Confession time…. this novel has been on my TBR a long time. It is the title that has been on my NetGalley shelf the longest. The reason I requested it was solely on the basis of the author as I thoroughly enjoyed his “Dept Q” series of mysteries. This stand-alone is a WWII historical mystery and the author’s first novel!
Why did I wait so long???? Well, the book is very long, (over 500 pages), and I was waiting to get in the mood for a WWII novel. With all the sadness and chaos in the world, it seems that lately I’ve been more in the mood for something a little less intense.
About the book:
The Alphabet House (1997) – During World War II, two British pilots, James and Bryan, are shot down over Germany. They know death will be waiting for them if captured. With an enemy patrol in pursuit, they manage to jump aboard a train reserved for senior SS soldiers wounded on the Eastern Front.

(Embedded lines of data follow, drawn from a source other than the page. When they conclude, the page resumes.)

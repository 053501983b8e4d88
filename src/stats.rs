//! Point-in-time view of a heap, for diagnostics.
//!
//! Nothing here is part of the allocation contract. Each lock is taken
//! briefly and in turn, so the parts of a [`Snapshot`] may disagree with one
//! another on a busy heap.

use core::{fmt, sync::atomic::Ordering};

use crate::{config::Settings, heap::Heap, pages::PageSource};

/// Occupancy of one arena.
#[derive(Debug, Clone, Copy, PartialEq, Eq)]
pub struct ArenaSnapshot {
  pub index: usize,
  /// `(chunk address, block index)` of the active block.
  pub block: Option<(usize, usize)>,
  /// References on the active block, the arena's own included.
  pub refs: i32,
  /// Bytes handed out from the active block since its last reset.
  pub used: usize,
  /// `false` when the arena was locked and could not be inspected.
  pub inspected: bool,
}

/// State of the shared big block.
#[derive(Debug, Clone, Copy, PartialEq, Eq)]
pub struct BigSnapshot {
  pub addr: usize,
  pub refs: i32,
  pub used: usize,
}

#[derive(Debug, Clone, PartialEq, Eq)]
pub struct Snapshot {
  pub settings: Settings,
  pub arenas: Vec<ArenaSnapshot>,
  /// Idle blocks on the free list.
  pub free_blocks: usize,
  /// Addresses of the idle blocks, head first.
  pub free_list: Vec<usize>,
  pub cached_chunks: usize,
  pub big: Option<BigSnapshot>,
}

impl<P: PageSource> Heap<P> {
  /// Inspects the heap. Never allocates while holding one of its locks.
  pub fn snapshot(&self) -> Snapshot {
    let unit_log = self.geo.unit_log;
    let count = self.settings.arena_count;

    let mut arenas = Vec::with_capacity(count);
    for (index, arena) in self.arenas[..count].iter().enumerate() {
      let Some(slot) = arena.slot.try_lock() else {
        arenas.push(ArenaSnapshot { index, block: None, refs: 0, used: 0, inspected: false });
        continue;
      };
      let snap = match slot.block {
        Some(block) => {
          let hdr = block.header();
          let pos = hdr.pos.load(Ordering::Relaxed);
          ArenaSnapshot {
            index,
            block: Some((block.chunk.as_ptr() as usize, block.index)),
            refs: hdr.refs.load(Ordering::Relaxed),
            used: ((pos - self.geo.block_start) as usize) << unit_log,
            inspected: true,
          }
        }
        None => ArenaSnapshot { index, block: None, refs: 0, used: 0, inspected: true },
      };
      drop(slot);
      arenas.push(snap);
    }

    let big = self.big.lock().block.map(|big| {
      let hdr = unsafe { big.as_ref() };
      let pos = hdr.pos.load(Ordering::Relaxed);
      BigSnapshot {
        addr: big.as_ptr() as usize,
        refs: hdr.refs.load(Ordering::Relaxed),
        used: ((pos - self.geo.big_start) as usize) << unit_log,
      }
    });

    // Sized outside the lock; entries past the reserved room are dropped
    // rather than growing the vector under it.
    let hint = self.pool.lock().free.len();
    let mut free_list = Vec::with_capacity(hint);
    let (free_blocks, cached_chunks) = {
      let pool = self.pool.lock();
      pool.free.for_each(|node| {
        if free_list.len() == free_list.capacity() {
          return false;
        }
        free_list.push(node as usize);
        true
      });
      (pool.free.len(), pool.cache.len())
    };

    Snapshot {
      settings: self.settings,
      arenas,
      free_blocks,
      free_list,
      cached_chunks,
      big,
    }
  }
}

impl fmt::Display for Snapshot {
  fn fmt(&self, f: &mut fmt::Formatter<'_>) -> fmt::Result {
    let s = &self.settings;
    writeln!(
      f,
      "chunkmalloc: align={} chunk={}K blocks={} arenas={}{} big={} zero={} mutex={} reset={:?}",
      1usize << s.alignment_log,
      (1usize << s.chunk_log) >> 10,
      1usize << s.blocks_log,
      s.arena_count,
      if s.arena_count_fixed { "" } else { " (auto)" },
      s.enable_big_alloc,
      s.initialize_allocations,
      s.use_thread_mutex,
      s.block_reset,
    )?;
    for arena in &self.arenas {
      match (arena.inspected, arena.block) {
        (false, _) => writeln!(f, "  arena {:>3}: locked", arena.index)?,
        (true, None) => writeln!(f, "  arena {:>3}: idle", arena.index)?,
        (true, Some((chunk, block))) => writeln!(
          f,
          "  arena {:>3}: chunk {:#x} block {} refs {} used {}",
          arena.index, chunk, block, arena.refs, arena.used
        )?,
      }
    }
    match self.big {
      Some(big) => writeln!(f, "  big: {:#x} refs {} used {}", big.addr, big.refs, big.used)?,
      None => writeln!(f, "  big: none")?,
    }
    writeln!(f, "  free blocks: {}", self.free_blocks)?;
    for addr in &self.free_list {
      writeln!(f, "    {addr:#x}")?;
    }
    write!(f, "  cached chunks: {}", self.cached_chunks)
  }
}
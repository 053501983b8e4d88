#![allow(dead_code)]

use std::{
  ptr::NonNull,
  sync::atomic::{AtomicUsize, Ordering},
};

use chunkmalloc::{Config, OsPages, PageSource};

/// OS pages with a tally of every call.
#[derive(Default)]
pub struct CountingPages {
  pub reserves: AtomicUsize,
  pub remaps: AtomicUsize,
  pub releases: AtomicUsize,
}

impl CountingPages {
  pub fn reserves(&self) -> usize {
    self.reserves.load(Ordering::Relaxed)
  }

  pub fn remaps(&self) -> usize {
    self.remaps.load(Ordering::Relaxed)
  }

  pub fn releases(&self) -> usize {
    self.releases.load(Ordering::Relaxed)
  }

  /// Every call so far.
  pub fn calls(&self) -> usize {
    self.reserves() + self.remaps() + self.releases()
  }
}

impl PageSource for CountingPages {
  fn reserve(&self, pages: usize, align_log: u8) -> Option<NonNull<u8>> {
    self.reserves.fetch_add(1, Ordering::Relaxed);
    OsPages.reserve(pages, align_log)
  }

  unsafe fn remap(
    &self,
    ptr: NonNull<u8>,
    old_pages: usize,
    new_pages: usize,
    align_log: u8,
  ) -> Option<NonNull<u8>> {
    self.remaps.fetch_add(1, Ordering::Relaxed);
    unsafe { OsPages.remap(ptr, old_pages, new_pages, align_log) }
  }

  unsafe fn release(&self, ptr: NonNull<u8>, pages: usize) {
    self.releases.fetch_add(1, Ordering::Relaxed);
    unsafe { OsPages.release(ptr, pages) }
  }
}

/// 256K chunks of four 64K blocks: 16K block limit, 64K big limit.
pub fn small_config() -> Config {
  Config {
    system_allocation_size_log: 18,
    blocks_per_allocation_log: 2,
    arena_count: 1,
    cache_slots: 8,
    ..Config::default()
  }
}

pub fn fill(ptr: NonNull<u8>, len: usize, seed: u8) {
  for i in 0..len {
    unsafe { ptr.as_ptr().add(i).write(pattern(i, seed)) };
  }
}

pub fn holds_pattern(ptr: NonNull<u8>, len: usize, seed: u8) -> bool {
  (0..len).all(|i| unsafe { *ptr.as_ptr().add(i) } == pattern(i, seed))
}

pub fn is_zeroed(ptr: NonNull<u8>, from: usize, to: usize) -> bool {
  (from..to).all(|i| unsafe { *ptr.as_ptr().add(i) } == 0)
}

#[inline]
fn pattern(i: usize, seed: u8) -> u8 {
  (i as u8).wrapping_mul(31).wrapping_add(seed)
}
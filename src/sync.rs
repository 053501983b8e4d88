//! Locks that can be forcibly re-initialised after `fork`.
//!
//! A child process inherits lock words from whichever parent threads held
//! them, and those threads do not exist in the child. `reinit` overwrites the
//! lock with a fresh, unlocked one instead of trying to unlock it, which for
//! `parking_lot` could touch parking state of threads that were left behind.

use core::{
  cell::UnsafeCell,
  hint,
  marker::PhantomData,
  ops::{Deref, DerefMut},
  ptr,
  sync::atomic::{AtomicBool, Ordering},
};

use parking_lot::lock_api::RawMutex as _;

// =============================================================================
// Spin lock
// =============================================================================

pub(crate) struct SpinLock {
  locked: AtomicBool,
}

impl SpinLock {
  pub(crate) const fn new() -> Self {
    Self {
      locked: AtomicBool::new(false),
    }
  }

  #[inline]
  pub(crate) fn lock(&self) {
    while self
      .locked
      .compare_exchange_weak(false, true, Ordering::Acquire, Ordering::Relaxed)
      .is_err()
    {
      while self.locked.load(Ordering::Relaxed) {
        hint::spin_loop();
      }
    }
  }

  #[inline]
  pub(crate) fn try_lock(&self) -> bool {
    self
      .locked
      .compare_exchange(false, true, Ordering::Acquire, Ordering::Relaxed)
      .is_ok()
  }

  #[inline]
  pub(crate) fn unlock(&self) {
    self.locked.store(false, Ordering::Release);
  }

  #[cfg(test)]
  pub(crate) fn is_locked(&self) -> bool {
    self.locked.load(Ordering::Relaxed)
  }
}

// =============================================================================
// Raw lock (spin or blocking)
// =============================================================================

enum LockImpl {
  Spin(SpinLock),
  Mutex(parking_lot::RawMutex),
}

impl LockImpl {
  const fn new(blocking: bool) -> Self {
    if blocking {
      LockImpl::Mutex(parking_lot::RawMutex::INIT)
    } else {
      LockImpl::Spin(SpinLock::new())
    }
  }
}

/// A spin lock or a blocking mutex, picked once at construction.
pub(crate) struct RawLock {
  inner: UnsafeCell<LockImpl>,
}

unsafe impl Sync for RawLock {}
unsafe impl Send for RawLock {}

impl RawLock {
  pub(crate) const fn new(blocking: bool) -> Self {
    Self {
      inner: UnsafeCell::new(LockImpl::new(blocking)),
    }
  }

  #[inline]
  fn imp(&self) -> &LockImpl {
    // Only `reinit` writes through the cell, and it requires exclusive use.
    unsafe { &*self.inner.get() }
  }

  /// `true` when waiting blocks the thread instead of spinning.
  pub(crate) fn is_blocking(&self) -> bool {
    matches!(self.imp(), LockImpl::Mutex(_))
  }

  #[inline]
  pub(crate) fn lock(&self) {
    match self.imp() {
      LockImpl::Spin(s) => s.lock(),
      LockImpl::Mutex(m) => m.lock(),
    }
  }

  #[inline]
  pub(crate) fn try_lock(&self) -> bool {
    match self.imp() {
      LockImpl::Spin(s) => s.try_lock(),
      LockImpl::Mutex(m) => m.try_lock(),
    }
  }

  /// # Safety
  /// The lock must be held by the current context.
  #[inline]
  pub(crate) unsafe fn unlock(&self) {
    match self.imp() {
      LockImpl::Spin(s) => s.unlock(),
      LockImpl::Mutex(m) => unsafe { m.unlock() },
    }
  }

  #[cfg(test)]
  pub(crate) fn is_locked(&self) -> bool {
    match self.imp() {
      LockImpl::Spin(s) => s.is_locked(),
      LockImpl::Mutex(m) => m.is_locked(),
    }
  }

  /// Replaces the lock with a fresh unlocked one of the same kind.
  ///
  /// # Safety
  /// No other thread may be using the lock: the intended caller is the only
  /// thread of a freshly forked child.
  pub(crate) unsafe fn reinit(&self) {
    let blocking = self.is_blocking();
    unsafe { ptr::write(self.inner.get(), LockImpl::new(blocking)) };
  }
}

// =============================================================================
// Locked data
// =============================================================================

/// Data guarded by a [`RawLock`].
pub(crate) struct Locked<T> {
  lock: RawLock,
  data: UnsafeCell<T>,
}

unsafe impl<T: Send> Sync for Locked<T> {}
unsafe impl<T: Send> Send for Locked<T> {}

impl<T> Locked<T> {
  pub(crate) const fn new(data: T, blocking: bool) -> Self {
    Self {
      lock: RawLock::new(blocking),
      data: UnsafeCell::new(data),
    }
  }

  #[inline]
  pub(crate) fn lock(&self) -> Guard<'_, T> {
    self.lock.lock();
    Guard::new(self)
  }

  #[inline]
  pub(crate) fn try_lock(&self) -> Option<Guard<'_, T>> {
    self.lock.try_lock().then(|| Guard::new(self))
  }

  #[cfg(test)]
  pub(crate) fn is_locked(&self) -> bool {
    self.lock.is_locked()
  }

  pub(crate) fn is_blocking(&self) -> bool {
    self.lock.is_blocking()
  }

  pub(crate) fn get_mut(&mut self) -> &mut T {
    self.data.get_mut()
  }

  /// # Safety
  /// See [`RawLock::reinit`].
  pub(crate) unsafe fn reinit(&self) {
    unsafe { self.lock.reinit() };
  }
}

pub(crate) struct Guard<'a, T> {
  owner: &'a Locked<T>,
  _not_send: PhantomData<*mut ()>,
}

impl<'a, T> Guard<'a, T> {
  fn new(owner: &'a Locked<T>) -> Self {
    Self {
      owner,
      _not_send: PhantomData,
    }
  }
}

impl<T> Deref for Guard<'_, T> {
  type Target = T;

  fn deref(&self) -> &T {
    unsafe { &*self.owner.data.get() }
  }
}

impl<T> DerefMut for Guard<'_, T> {
  fn deref_mut(&mut self) -> &mut T {
    unsafe { &mut *self.owner.data.get() }
  }
}

impl<T> Drop for Guard<'_, T> {
  fn drop(&mut self) {
    unsafe { self.owner.lock.unlock() };
  }
}
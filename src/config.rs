//! Allocator configuration.
//!
//! Values are fixed when a [`Heap`](crate::Heap) is built. The process-wide
//! heap reads overrides from `CHUNKMALLOC_*` environment variables through
//! `libc::getenv`, which does not allocate: the global heap may be the
//! global allocator, so nothing on its init path may call back into it.

use core::ffi::CStr;

use crate::error::{Error, Result};

/// Hard cap on the number of arenas a heap can hold inline.
pub const ARENA_LIMIT: usize = 128;

/// Hard cap on the chunk cache capacity.
pub const CACHE_LIMIT: usize = 64;

/// Most blocks a chunk can be divided into (`1 << 5`).
pub const MAX_BLOCKS_PER_CHUNK: usize = 32;

/// How a block's memory is scrubbed when its last reference is dropped.
#[derive(Debug, Clone, Copy, PartialEq, Eq)]
pub enum BlockReset {
  /// Zero the whole block.
  Full,
  /// Zero only the bytes handed out since the last reset.
  Used,
  /// Fill the used bytes with [`POISON_BYTE`] to expose use-after-free.
  Poison,
  /// Zero only the free-list link, leaving old contents in place.
  Header,
}

/// Byte written over released memory by [`BlockReset::Poison`].
pub const POISON_BYTE: u8 = 0xA5;

impl BlockReset {
  /// Whether memory handed out after this reset reads as zero.
  pub const fn zeroes(self) -> bool {
    matches!(self, BlockReset::Full | BlockReset::Used)
  }
}

/// User-facing allocator configuration.
#[derive(Debug, Clone, Copy, PartialEq, Eq)]
pub struct Config {
  /// `log2` of the alignment of every returned pointer (3..=10).
  pub alignment_log: u8,
  /// `log2` of one chunk, the unit requested from the page source (17..=24).
  pub system_allocation_size_log: u8,
  /// Number of idle chunks kept instead of being released.
  pub cache_slots: usize,
  /// `log2` of the number of blocks per chunk (0..=5).
  pub blocks_per_allocation_log: u8,
  /// Serve mid-size requests from a shared chunk-sized big block.
  pub enable_big_alloc: bool,
  /// Fixed arena count, or negative to derive it from the CPU count.
  pub arena_count: i32,
  /// Arena count used when the CPU count is unknown.
  pub arena_count_fallback: usize,
  /// Upper bound for the derived arena count.
  pub arena_count_max: usize,
  /// Every `malloc` returns zeroed memory, and `realloc2` zeroes the uncopied tail.
  pub initialize_allocations: bool,
  /// Blocking mutex instead of a spin lock. `None` picks a mutex iff the
  /// arena count is fixed.
  pub use_thread_mutex: Option<bool>,
  /// Block scrubbing policy. `None` derives it from `initialize_allocations`.
  pub block_reset: Option<BlockReset>,
  /// Number of arenas handed a block at construction.
  pub warmup: usize,
  /// Register `after_fork` with `pthread_atfork` (process-wide heap only).
  pub register_fork_hook: bool,
  /// Register `shutdown` with `atexit` (process-wide heap only).
  pub teardown_at_exit: bool,
}

impl Default for Config {
  fn default() -> Self {
    Self {
      alignment_log: 4,
      system_allocation_size_log: 22,
      cache_slots: 4,
      blocks_per_allocation_log: 3,
      enable_big_alloc: true,
      arena_count: -1,
      arena_count_fallback: 8,
      arena_count_max: 64,
      initialize_allocations: false,
      use_thread_mutex: None,
      block_reset: None,
      warmup: 0,
      register_fork_hook: true,
      teardown_at_exit: false,
    }
  }
}

impl Config {
  /// Default configuration with `CHUNKMALLOC_*` environment overrides applied.
  pub fn from_env() -> Self {
    let mut cfg = Self::default();
    if let Some(v) = env_int(c"CHUNKMALLOC_ALIGN_LOG") {
      cfg.alignment_log = v.clamp(0, u8::MAX as i64) as u8;
    }
    if let Some(v) = env_int(c"CHUNKMALLOC_CHUNK_LOG") {
      cfg.system_allocation_size_log = v.clamp(0, u8::MAX as i64) as u8;
    }
    if let Some(v) = env_int(c"CHUNKMALLOC_CACHE_SLOTS") {
      cfg.cache_slots = v.max(0) as usize;
    }
    if let Some(v) = env_int(c"CHUNKMALLOC_BLOCKS_LOG") {
      cfg.blocks_per_allocation_log = v.clamp(0, u8::MAX as i64) as u8;
    }
    if let Some(v) = env_bool(c"CHUNKMALLOC_BIG_ALLOC") {
      cfg.enable_big_alloc = v;
    }
    if let Some(v) = env_int(c"CHUNKMALLOC_ARENAS") {
      cfg.arena_count = v.clamp(i32::MIN as i64, i32::MAX as i64) as i32;
    }
    if let Some(v) = env_bool(c"CHUNKMALLOC_ZERO") {
      cfg.initialize_allocations = v;
    }
    if let Some(v) = env_bool(c"CHUNKMALLOC_MUTEX") {
      cfg.use_thread_mutex = Some(v);
    }
    if let Some(v) = env_int(c"CHUNKMALLOC_WARMUP") {
      cfg.warmup = v.max(0) as usize;
    }
    cfg
  }

  /// Puts every field [`Config::validate`] rejects back to its default,
  /// keeping the others.
  pub fn reset_invalid(mut self) -> Self {
    let defaults = Self::default();
    while let Err(Error::InvalidConfig { field, .. }) = self.validate() {
      match field {
        "alignment_log" => self.alignment_log = defaults.alignment_log,
        "system_allocation_size_log" => {
          self.system_allocation_size_log = defaults.system_allocation_size_log
        }
        "blocks_per_allocation_log" => {
          self.blocks_per_allocation_log = defaults.blocks_per_allocation_log
        }
        "cache_slots" => self.cache_slots = defaults.cache_slots,
        "arena_count_max" => self.arena_count_max = defaults.arena_count_max,
        "arena_count" => self.arena_count = defaults.arena_count,
        "block_reset" => self.block_reset = defaults.block_reset,
        _ => return defaults,
      }
    }
    self
  }

  /// Checks ranges and resolves every derived value.
  pub fn validate(&self) -> Result<Settings> {
    check("alignment_log", self.alignment_log as i64, 3, 10)?;
    check("system_allocation_size_log", self.system_allocation_size_log as i64, 17, 24)?;
    check("blocks_per_allocation_log", self.blocks_per_allocation_log as i64, 0, 5)?;
    check("cache_slots", self.cache_slots as i64, 0, CACHE_LIMIT as i64)?;
    check("arena_count_max", self.arena_count_max as i64, 1, ARENA_LIMIT as i64)?;
    if self.arena_count as i64 > ARENA_LIMIT as i64 {
      return Err(Error::InvalidConfig {
        field: "arena_count",
        value: self.arena_count as i64,
      });
    }

    let arena_count_fixed = self.arena_count >= 0;
    let arena_count = if arena_count_fixed {
      (self.arena_count as usize).max(1)
    } else {
      derive_arena_count(cpu_count(), self.arena_count_fallback, self.arena_count_max)
    };

    let block_reset = match self.block_reset {
      Some(reset) if self.initialize_allocations && !reset.zeroes() => {
        return Err(Error::InvalidConfig {
          field: "block_reset",
          value: reset as i64,
        });
      }
      Some(reset) => reset,
      None if self.initialize_allocations => BlockReset::Used,
      None if cfg!(debug_assertions) => BlockReset::Poison,
      None => BlockReset::Header,
    };

    Ok(Settings {
      alignment_log: self.alignment_log,
      chunk_log: self.system_allocation_size_log,
      cache_slots: self.cache_slots,
      blocks_log: self.blocks_per_allocation_log,
      enable_big_alloc: self.enable_big_alloc,
      arena_count,
      arena_count_fixed,
      initialize_allocations: self.initialize_allocations,
      use_thread_mutex: self.use_thread_mutex.unwrap_or(arena_count_fixed),
      block_reset,
      warmup: self.warmup.min(arena_count),
      register_fork_hook: self.register_fork_hook,
      teardown_at_exit: self.teardown_at_exit,
    })
  }
}

/// Configuration with every derived value resolved.
#[derive(Debug, Clone, Copy, PartialEq, Eq)]
pub struct Settings {
  pub alignment_log: u8,
  pub chunk_log: u8,
  pub cache_slots: usize,
  pub blocks_log: u8,
  pub enable_big_alloc: bool,
  pub arena_count: usize,
  /// `false` when `arena_count` was derived from the CPU count.
  pub arena_count_fixed: bool,
  pub initialize_allocations: bool,
  pub use_thread_mutex: bool,
  pub block_reset: BlockReset,
  pub warmup: usize,
  pub register_fork_hook: bool,
  pub teardown_at_exit: bool,
}

/// `cores * 2 + 2`, clamped to `[1, max]`; `fallback` when `cores` is unknown.
pub fn derive_arena_count(cores: Option<usize>, fallback: usize, max: usize) -> usize {
  let max = max.clamp(1, ARENA_LIMIT);
  match cores {
    Some(n) if n > 0 => n.saturating_mul(2).saturating_add(2).clamp(1, max),
    _ => fallback.clamp(1, max),
  }
}

fn check(field: &'static str, value: i64, min: i64, max: i64) -> Result<()> {
  if (min..=max).contains(&value) {
    Ok(())
  } else {
    Err(Error::InvalidConfig { field, value })
  }
}

fn cpu_count() -> Option<usize> {
  let n = unsafe { libc::sysconf(libc::_SC_NPROCESSORS_ONLN) };
  (n > 0).then_some(n as usize)
}

fn env_bytes(name: &CStr) -> Option<&'static [u8]> {
  let raw = unsafe { libc::getenv(name.as_ptr()) };
  if raw.is_null() {
    return None;
  }
  // The environment outlives the heap's init path; the bytes are parsed immediately.
  Some(unsafe { CStr::from_ptr(raw) }.to_bytes())
}

fn env_int(name: &CStr) -> Option<i64> {
  env_bytes(name).and_then(parse_int)
}

fn env_bool(name: &CStr) -> Option<bool> {
  env_bytes(name).and_then(parse_bool)
}

fn parse_int(raw: &[u8]) -> Option<i64> {
  let s = core::str::from_utf8(raw).ok()?;
  s.trim().parse().ok()
}

fn parse_bool(raw: &[u8]) -> Option<bool> {
  match raw {
    b"1" | b"true" | b"yes" | b"on" | b"TRUE" | b"YES" | b"ON" => Some(true),
    b"0" | b"false" | b"no" | b"off" | b"FALSE" | b"NO" | b"OFF" => Some(false),
    _ => None,
  }
}

#[cfg(test)]
mod tests {
  use super::*;

  #[test]
  fn defaults_validate() {
    let s = Config::default().validate().unwrap();
    assert_eq!(s.alignment_log, 4);
    assert_eq!(s.chunk_log, 22);
    assert!(!s.arena_count_fixed);
    assert!(!s.use_thread_mutex);
    assert!(s.arena_count >= 1 && s.arena_count <= 64);
  }

  #[test]
  fn fixed_arena_count_prefers_mutex() {
    let cfg = Config { arena_count: 3, ..Config::default() };
    let s = cfg.validate().unwrap();
    assert_eq!(s.arena_count, 3);
    assert!(s.arena_count_fixed);
    assert!(s.use_thread_mutex);

    let cfg = Config { arena_count: 0, ..Config::default() };
    assert_eq!(cfg.validate().unwrap().arena_count, 1);
  }

  #[test]
  fn out_of_range_values_are_rejected() {
    let cfg = Config { alignment_log: 2, ..Config::default() };
    assert_eq!(
      cfg.validate(),
      Err(Error::InvalidConfig { field: "alignment_log", value: 2 })
    );
    let cfg = Config { system_allocation_size_log: 25, ..Config::default() };
    assert!(cfg.validate().is_err());
    let cfg = Config { blocks_per_allocation_log: 6, ..Config::default() };
    assert!(cfg.validate().is_err());
    let cfg = Config { cache_slots: CACHE_LIMIT + 1, ..Config::default() };
    assert!(cfg.validate().is_err());
    let cfg = Config { arena_count: 1000, ..Config::default() };
    assert!(cfg.validate().is_err());
  }

  #[test]
  fn zeroing_requires_a_zeroing_reset() {
    let cfg = Config {
      initialize_allocations: true,
      block_reset: Some(BlockReset::Header),
      ..Config::default()
    };
    assert!(cfg.validate().is_err());

    let cfg = Config { initialize_allocations: true, ..Config::default() };
    assert_eq!(cfg.validate().unwrap().block_reset, BlockReset::Used);
  }

  #[test]
  fn reset_invalid_keeps_the_valid_overrides() {
    let cfg = Config {
      alignment_log: 12,
      cache_slots: CACHE_LIMIT + 5,
      blocks_per_allocation_log: 2,
      initialize_allocations: true,
      block_reset: Some(BlockReset::Poison),
      ..Config::default()
    }
    .reset_invalid();
    assert_eq!(cfg.alignment_log, 4);
    assert_eq!(cfg.cache_slots, 4);
    assert_eq!(cfg.block_reset, None);
    assert_eq!(cfg.blocks_per_allocation_log, 2);
    assert!(cfg.initialize_allocations);
    assert!(cfg.validate().is_ok());

    let fine = Config { warmup: 3, ..Config::default() };
    assert_eq!(fine.reset_invalid(), fine);
  }

  #[test]
  fn arena_count_derivation() {
    assert_eq!(derive_arena_count(Some(4), 8, 64), 10);
    assert_eq!(derive_arena_count(Some(100), 8, 64), 64);
    assert_eq!(derive_arena_count(None, 8, 64), 8);
    assert_eq!(derive_arena_count(Some(0), 0, 64), 1);
  }

  #[test]
  fn env_value_parsing() {
    assert_eq!(parse_int(b" 12 "), Some(12));
    assert_eq!(parse_int(b"-1"), Some(-1));
    assert_eq!(parse_int(b"x"), None);
    assert_eq!(parse_bool(b"on"), Some(true));
    assert_eq!(parse_bool(b"0"), Some(false));
    assert_eq!(parse_bool(b"maybe"), None);
  }
}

In a moment of desperation, they throw two patients off the train and take their places, hoping to escape later. Instead, they end up in the Alphabet House, a mental hospital located far behind enemy lines, where German doctors subject their patients to daily rounds of shock treatments and experimental drugs. Their only hope of survival is to fake insanity until the war ends. But soon James and Bryan realize they are not the only ones in the Alphabet House feigning madness.
The first half of the novel is set during World War II and the second half takes place thirty years later.
“Captivity was preferable to death”
Friends from childhood, British RAF pilots James Teasdale and Bryan Young are shot down while attempting to conduct a special photo-reconnaissance mission in Germany. They parachute out of their plane and run, eventually hopping aboard a German ambulance train. They toss two German patients out of the train car and assume their identities. Eventually, the train deposits the men far behind enemy lines at a German military hospital for the mentally ill. The nurses dub it “The Alphabet House” due to the way the patients, and their diagnosis, are referred to as letters of the alphabet.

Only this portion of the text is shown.